When visiting a breeder, how do I know if it is a puppy mill?
Here are some signs that you have found a legitimate breeder:

  • The puppies are eager to see people and do not shy away
  • The living area for the puppies and clean and well-kept
  • Puppies are fed premium dog food
  • The breeder only breeds a few breeds and knows the breed standards (size, color, temperament)
  • The breeder encourages you to spend time with the parent of the puppy and multiple visits
  • The breeder shows you the medical record and explains the vaccinations
  • The breeder shares potential genetic problems inherent in the breed
  • The breeder is active with local, state, and national kennel clubs
  • The breeder provides a written contract and health guaranty and allows you time to read it thoroughly
  • The breeder offers training tips and provides references of other families who have purchased puppies

Doesn't someone need to rescue the puppies from the mill?
Some may argue that unless the puppies are rescued from the puppy mill, they may be killed; however, it is important to see the big picture.

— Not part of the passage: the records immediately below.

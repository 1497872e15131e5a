//! Stand-in engine: a tone generator and a scrolling test pattern.

use bridge::protocol::Command;
use bridge::transport::PixelFormat;
use bridge::{EmulatorPrefs, Engine};
use std::f32::consts::TAU;

const TONE_HZ: f32 = 440.0;
const AMPLITUDE: f32 = 8_000.0;
const BAR_WIDTH: usize = 32;

pub struct SynthEngine {
    pub prefs: EmulatorPrefs,
    sample_rate: f32,
    phase: f32,
    scroll: usize,
    format: PixelFormat,
}

impl SynthEngine {
    pub fn new(sample_rate: u32, format: PixelFormat) -> Self {
        Self {
            prefs: EmulatorPrefs::default(),
            sample_rate: sample_rate as f32,
            phase: 0.0,
            scroll: 0,
            format,
        }
    }

    /// Fills interleaved stereo samples with a sine tone.
    pub fn render_audio(&mut self, samples: &mut [i16]) {
        let step = TAU * TONE_HZ / self.sample_rate;
        for frame in samples.chunks_exact_mut(2) {
            let value = (self.phase.sin() * AMPLITUDE) as i16;
            frame[0] = value;
            frame[1] = value;
            self.phase = (self.phase + step) % TAU;
        }
    }

    /// Draws vertical colour bars scrolled by one pixel per frame.
    pub fn render_video(&mut self, pixels: &mut [u8], stride: usize) {
        let masks = self.format.channel_masks();
        let palette = [masks.red, masks.green, masks.blue, masks.red | masks.green];
        for row in pixels.chunks_exact_mut(stride) {
            for (x, pixel) in row.chunks_exact_mut(4).enumerate() {
                let bar = ((x + self.scroll) / BAR_WIDTH) % palette.len();
                let word = palette[bar] | masks.alpha;
                pixel.copy_from_slice(&word.to_le_bytes());
            }
        }
        self.scroll = self.scroll.wrapping_add(1);
    }
}

impl Engine for SynthEngine {
    fn on_command(&mut self, command: Command, payload: Option<String>) {
        tracing::info!(?command, payload = payload.as_deref(), "engine applied command");
        if command == Command::Reset {
            self.phase = 0.0;
            self.scroll = 0;
        }
        self.prefs.apply(command, payload);
    }
}
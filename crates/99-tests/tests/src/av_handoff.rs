#![cfg(all(test, not(target_arch = "wasm32")))]

use bridge::{AudioConfig, Bridge, BridgeConfig, SampleRate, VideoConfig};
use std::sync::atomic::{AtomicBool, Ordering};
use std::sync::Arc;
use std::thread;
use std::time::Duration;
use transport::{CommitOutcome, PixelFormat};

fn config() -> BridgeConfig {
    BridgeConfig {
        audio: AudioConfig {
            sample_rate: SampleRate::Hz48000,
            latency_ms: 2,
            swap_spin_limit: 64,
        },
        video: VideoConfig {
            width: 32,
            height: 16,
            format: PixelFormat::RgbaPremul,
            max_in_flight: 3,
        },
        ..BridgeConfig::default()
    }
}

#[test]
fn audio_reads_are_whole_frames_under_contention() {
    const FRAMES: i16 = 3_000;
    let Bridge {
        mut engine,
        mut audio_out,
        ..
    } = Bridge::init(&config()).expect("init");
    let frame_bytes = audio_out.config().frame_bytes();
    assert_eq!(frame_bytes, 96 * 4);

    let done = Arc::new(AtomicBool::new(false));
    let reader_done = Arc::clone(&done);
    let reader = thread::spawn(move || {
        let mut buffer = vec![0u8; frame_bytes];
        let mut last = 0i16;
        let mut reads = 0u64;
        while !reader_done.load(Ordering::Acquire) {
            let copied = audio_out.read_into(&mut buffer, frame_bytes);
            assert_eq!(copied, frame_bytes);
            let samples: Vec<i16> = buffer
                .chunks_exact(2)
                .map(|pair| i16::from_ne_bytes([pair[0], pair[1]]))
                .collect();
            let marker = samples[0];
            assert!(samples.iter().all(|s| *s == marker), "torn audio frame");
            assert!(marker >= last, "audio went backwards");
            last = marker;
            reads += 1;
        }
        reads
    });

    let mut published = 0u64;
    for marker in 1..=FRAMES {
        engine.audio.fill_slice().fill(marker);
        if engine.commit_audio() != CommitOutcome::Deferred {
            published += 1;
        }
    }
    done.store(true, Ordering::Release);
    let reads = reader.join().unwrap();

    let stats = engine.audio.stats();
    assert_eq!(stats.swaps, published);
    assert_eq!(stats.swaps + stats.deferred, FRAMES as u64);
    assert!(reads > 0);
}

#[test]
fn video_frames_match_draw_contents() {
    let Bridge {
        mut engine,
        mut presenter,
        ..
    } = Bridge::init(&config()).expect("init");
    let stride = engine.video.config().stride();
    assert_eq!(stride, 32 * 4);

    for frame in 0..8u8 {
        for (row, line) in engine.video.draw_target().chunks_mut(stride).enumerate() {
            line.fill(frame ^ row as u8);
        }
        let expected = engine.video.draw_target().to_vec();
        engine.commit_frame().expect("commit");

        let image = presenter.latest().expect("frame");
        assert_eq!(image.bytes(), expected.as_slice());
        assert_eq!(image.format(), PixelFormat::RgbaPremul);
        assert_eq!((image.width(), image.height()), (32, 16));
    }
}

#[test]
fn presenter_keeps_up_without_blocking_engine() {
    const FRAMES: u32 = 1_000;
    let Bridge {
        mut engine,
        mut presenter,
        ..
    } = Bridge::init(&config()).expect("init");

    let painter = thread::spawn(move || {
        let mut shown = Vec::new();
        while let Some(image) = presenter.wait_latest(Duration::from_millis(200)) {
            let first = image.bytes()[0];
            assert!(image.bytes().iter().all(|b| *b == first), "torn video frame");
            shown.push(image.sequence());
            thread::sleep(Duration::from_micros(200));
        }
        (shown, presenter.stats())
    });

    let mut dropped = 0u32;
    for frame in 1..=FRAMES {
        engine.video.draw_target().fill(frame as u8);
        if engine.commit_frame().is_err() {
            dropped += 1;
        }
    }

    let (shown, stats) = painter.join().unwrap();
    assert!(shown.windows(2).all(|pair| pair[0] < pair[1]));
    assert_eq!(stats.submitted + dropped as u64, FRAMES as u64);
    assert_eq!(stats.allocation_failures, dropped as u64);
    assert_eq!(shown.last().copied(), Some(stats.submitted));
}
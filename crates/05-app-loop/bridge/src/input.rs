//! Joystick port assignments.
//!
//! `connect` messages are applied immediately from the front-end thread
//! instead of travelling the command ring; the engine reads the latest
//! snapshot whenever it polls input.

use arc_swap::ArcSwap;
use bridge_protocol::{InputDevice, Port};
use std::sync::Arc;

/// Device attached to each port.
#[derive(Clone, Copy, Debug, PartialEq, Eq)]
pub struct PortMap {
    devices: [InputDevice; 2],
}

impl PortMap {
    pub fn device(&self, port: Port) -> InputDevice {
        self.devices[port.index()]
    }

    fn with(mut self, port: Port, device: InputDevice) -> Self {
        self.devices[port.index()] = device;
        self
    }
}

impl Default for PortMap {
    fn default() -> Self {
        Self {
            devices: [InputDevice::Mouse, InputDevice::Joy0],
        }
    }
}

#[derive(Debug, Default)]
pub struct InputPorts {
    current: ArcSwap<PortMap>,
}

impl InputPorts {
    pub fn new(initial: PortMap) -> Self {
        Self {
            current: ArcSwap::from_pointee(initial),
        }
    }

    /// Attaches `device` to `port`. Returns false when it was already there.
    pub fn connect(&self, port: Port, device: InputDevice) -> bool {
        let mut changed = false;
        self.current.rcu(|map| {
            changed = map.device(port) != device;
            if changed {
                Arc::new(map.with(port, device))
            } else {
                Arc::clone(map)
            }
        });
        if changed {
            tracing::debug!(?port, ?device, "input port reassigned");
        }
        changed
    }

    pub fn device(&self, port: Port) -> InputDevice {
        self.current.load().device(port)
    }

    pub fn snapshot(&self) -> Arc<PortMap> {
        self.current.load_full()
    }
}
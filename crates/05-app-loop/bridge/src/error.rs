use bridge_protocol::{ParseError, PayloadSlot, WireError};
use thiserror::Error;
use transport::TransportError;

/// Convenience result alias for bridge operations.
pub type BridgeResult<T, E = BridgeError> = Result<T, E>;

/// Errors surfaced by the front-end adapter and the engine-side host.
#[derive(Debug, Error, Clone, PartialEq, Eq)]
pub enum BridgeError {
    /// Inbound text was malformed. Nothing was queued or stored.
    #[error("protocol error: {0}")]
    Protocol(#[from] ParseError),

    /// Ring words did not decode to a command.
    #[error("corrupt command stream: {0}")]
    Wire(#[from] WireError),

    #[error(transparent)]
    Transport(#[from] TransportError),

    /// A payload command arrived with its slot empty.
    #[error("no pending payload for {0:?}")]
    PayloadMissing(PayloadSlot),

    #[error("invalid configuration: {0}")]
    InvalidConfig(String),
}

impl BridgeError {
    /// True when the bridge cannot continue (a broken queue contract).
    pub fn is_fatal(&self) -> bool {
        match self {
            BridgeError::Transport(err) => err.is_fatal(),
            _ => false,
        }
    }
}
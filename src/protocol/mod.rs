//! The generator's wire protocol: command/reply codec, status-word decoding and
//! unit conversion. Nothing in here performs I/O.

pub mod codec;
pub mod status_word;
pub mod units;

pub use codec::{Alias, Command, ReplyTemplate, ReplyValue, DEFAULT_REPLY_WIDTH, REPLY_MARKER};
pub use status_word::{decode, fault_message, DecodedStatusWord, StatusWordMap};
pub use units::{Hms, UnitScale};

Unless people stop purchasing puppies from these puppy mills, this will go on forever. If you buy a puppy to try to rescue it, you are actually promoting and supporting the puppy mill and causing the dilemma to continue. Please make an informed decision when you purchase your next puppy!

1 comment:

Asta said...


Thank you so vewy much fow bwinging this heawtbweaking and vewy impowtant stowy to evewyone's attention!!! We all need to be awawe and help wtop this!1 So many of my doggie fwiends awe wescues,and so many of them have suffewed ow awe still suffewing fwom the effects of these howwible evil places.